» Records excerpted from a collection
^^^^^^^^^^^^^^^^

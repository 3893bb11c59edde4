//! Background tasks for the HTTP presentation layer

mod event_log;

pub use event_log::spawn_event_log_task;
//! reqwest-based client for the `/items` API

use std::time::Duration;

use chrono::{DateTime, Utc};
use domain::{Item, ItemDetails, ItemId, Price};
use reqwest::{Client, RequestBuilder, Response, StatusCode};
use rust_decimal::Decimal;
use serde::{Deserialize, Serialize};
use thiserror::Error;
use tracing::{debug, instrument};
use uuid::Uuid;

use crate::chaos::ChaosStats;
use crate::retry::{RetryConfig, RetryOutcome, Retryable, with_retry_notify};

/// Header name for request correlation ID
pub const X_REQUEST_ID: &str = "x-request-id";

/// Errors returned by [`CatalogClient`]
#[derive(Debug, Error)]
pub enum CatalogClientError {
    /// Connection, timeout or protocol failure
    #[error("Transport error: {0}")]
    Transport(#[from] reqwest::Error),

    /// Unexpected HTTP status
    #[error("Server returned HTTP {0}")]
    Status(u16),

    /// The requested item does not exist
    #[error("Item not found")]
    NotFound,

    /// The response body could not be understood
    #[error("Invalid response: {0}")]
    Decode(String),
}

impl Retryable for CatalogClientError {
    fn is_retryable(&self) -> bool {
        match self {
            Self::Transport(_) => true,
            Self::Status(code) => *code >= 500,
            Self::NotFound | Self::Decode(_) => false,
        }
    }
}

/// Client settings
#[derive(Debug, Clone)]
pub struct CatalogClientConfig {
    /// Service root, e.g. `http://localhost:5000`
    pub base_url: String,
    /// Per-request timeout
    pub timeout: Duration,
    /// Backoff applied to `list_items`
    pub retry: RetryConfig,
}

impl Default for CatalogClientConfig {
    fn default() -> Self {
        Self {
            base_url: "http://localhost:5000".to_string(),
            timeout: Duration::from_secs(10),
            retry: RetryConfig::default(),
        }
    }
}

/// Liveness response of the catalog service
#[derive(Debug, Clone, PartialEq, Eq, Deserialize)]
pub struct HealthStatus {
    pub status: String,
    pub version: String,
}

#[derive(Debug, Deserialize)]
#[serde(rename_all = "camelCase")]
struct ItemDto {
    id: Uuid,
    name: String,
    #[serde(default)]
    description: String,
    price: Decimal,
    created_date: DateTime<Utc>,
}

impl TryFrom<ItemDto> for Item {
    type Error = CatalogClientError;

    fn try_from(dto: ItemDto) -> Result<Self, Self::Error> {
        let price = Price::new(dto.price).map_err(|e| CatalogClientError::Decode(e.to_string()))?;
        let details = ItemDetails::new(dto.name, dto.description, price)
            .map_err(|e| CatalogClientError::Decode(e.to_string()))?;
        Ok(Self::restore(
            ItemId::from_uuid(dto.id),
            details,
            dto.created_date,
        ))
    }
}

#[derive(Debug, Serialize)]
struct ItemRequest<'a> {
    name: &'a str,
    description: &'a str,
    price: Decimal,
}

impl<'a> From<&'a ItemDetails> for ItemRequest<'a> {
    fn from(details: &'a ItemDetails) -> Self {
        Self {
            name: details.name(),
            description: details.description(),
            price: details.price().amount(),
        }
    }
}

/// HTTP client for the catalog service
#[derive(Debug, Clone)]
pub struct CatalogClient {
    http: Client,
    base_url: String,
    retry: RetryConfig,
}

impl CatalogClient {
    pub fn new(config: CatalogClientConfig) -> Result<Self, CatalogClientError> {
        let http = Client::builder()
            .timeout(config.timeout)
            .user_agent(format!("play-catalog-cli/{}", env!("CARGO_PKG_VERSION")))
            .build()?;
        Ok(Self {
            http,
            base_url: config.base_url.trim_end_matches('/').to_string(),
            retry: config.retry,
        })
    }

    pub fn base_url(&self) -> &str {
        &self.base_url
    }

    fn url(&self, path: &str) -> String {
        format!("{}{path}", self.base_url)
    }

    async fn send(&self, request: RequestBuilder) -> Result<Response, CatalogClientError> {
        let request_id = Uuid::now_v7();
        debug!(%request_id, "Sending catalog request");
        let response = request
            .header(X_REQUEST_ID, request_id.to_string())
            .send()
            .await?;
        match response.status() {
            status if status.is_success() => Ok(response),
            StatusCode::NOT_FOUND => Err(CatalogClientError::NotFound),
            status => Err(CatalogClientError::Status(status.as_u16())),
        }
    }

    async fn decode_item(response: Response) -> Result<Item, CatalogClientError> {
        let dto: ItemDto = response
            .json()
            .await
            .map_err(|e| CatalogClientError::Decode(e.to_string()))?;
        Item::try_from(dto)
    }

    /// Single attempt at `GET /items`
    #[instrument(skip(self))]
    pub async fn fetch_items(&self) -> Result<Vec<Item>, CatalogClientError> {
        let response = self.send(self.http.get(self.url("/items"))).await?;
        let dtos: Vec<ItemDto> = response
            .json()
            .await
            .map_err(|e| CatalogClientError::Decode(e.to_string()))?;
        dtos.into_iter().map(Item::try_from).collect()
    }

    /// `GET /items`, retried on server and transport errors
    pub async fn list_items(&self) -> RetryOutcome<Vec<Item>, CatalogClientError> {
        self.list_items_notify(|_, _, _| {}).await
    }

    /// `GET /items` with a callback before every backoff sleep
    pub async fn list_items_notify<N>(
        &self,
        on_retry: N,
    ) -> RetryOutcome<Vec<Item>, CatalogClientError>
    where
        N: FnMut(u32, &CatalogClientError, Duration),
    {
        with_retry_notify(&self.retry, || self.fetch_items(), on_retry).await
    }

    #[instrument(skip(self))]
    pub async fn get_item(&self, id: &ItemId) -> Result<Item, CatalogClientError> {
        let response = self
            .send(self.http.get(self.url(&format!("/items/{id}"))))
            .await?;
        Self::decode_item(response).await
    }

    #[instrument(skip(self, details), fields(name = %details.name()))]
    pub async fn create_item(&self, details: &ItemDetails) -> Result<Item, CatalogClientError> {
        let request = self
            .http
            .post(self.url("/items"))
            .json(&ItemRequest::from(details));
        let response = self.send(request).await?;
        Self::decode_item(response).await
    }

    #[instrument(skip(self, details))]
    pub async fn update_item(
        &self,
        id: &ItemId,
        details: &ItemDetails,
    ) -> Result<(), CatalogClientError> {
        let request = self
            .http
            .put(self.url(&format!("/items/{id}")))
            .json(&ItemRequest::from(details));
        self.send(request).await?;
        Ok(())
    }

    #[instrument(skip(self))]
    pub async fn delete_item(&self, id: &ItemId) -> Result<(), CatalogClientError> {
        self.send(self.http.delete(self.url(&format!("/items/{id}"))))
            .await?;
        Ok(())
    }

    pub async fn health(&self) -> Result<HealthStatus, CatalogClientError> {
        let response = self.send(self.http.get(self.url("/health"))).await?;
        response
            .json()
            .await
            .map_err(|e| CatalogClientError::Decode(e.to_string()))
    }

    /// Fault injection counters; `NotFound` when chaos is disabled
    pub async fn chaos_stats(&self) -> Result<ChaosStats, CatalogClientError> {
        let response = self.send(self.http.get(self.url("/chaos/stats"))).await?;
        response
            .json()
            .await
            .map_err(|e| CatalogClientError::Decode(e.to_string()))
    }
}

^^^^^^^^^^^^^^^^

» Activity
Locate the lines above that contain "ItemId" and copy them.

» Output of the exercise
use domain::{Item, ItemDetails, ItemId, Price};
            ItemId::from_uuid(dto.id),
    pub async fn get_item(&self, id: &ItemId) -> Result<Item, CatalogClientError> {
        id: &ItemId,
    pub async fn delete_item(&self, id: &ItemId) -> Result<(), CatalogClientError> {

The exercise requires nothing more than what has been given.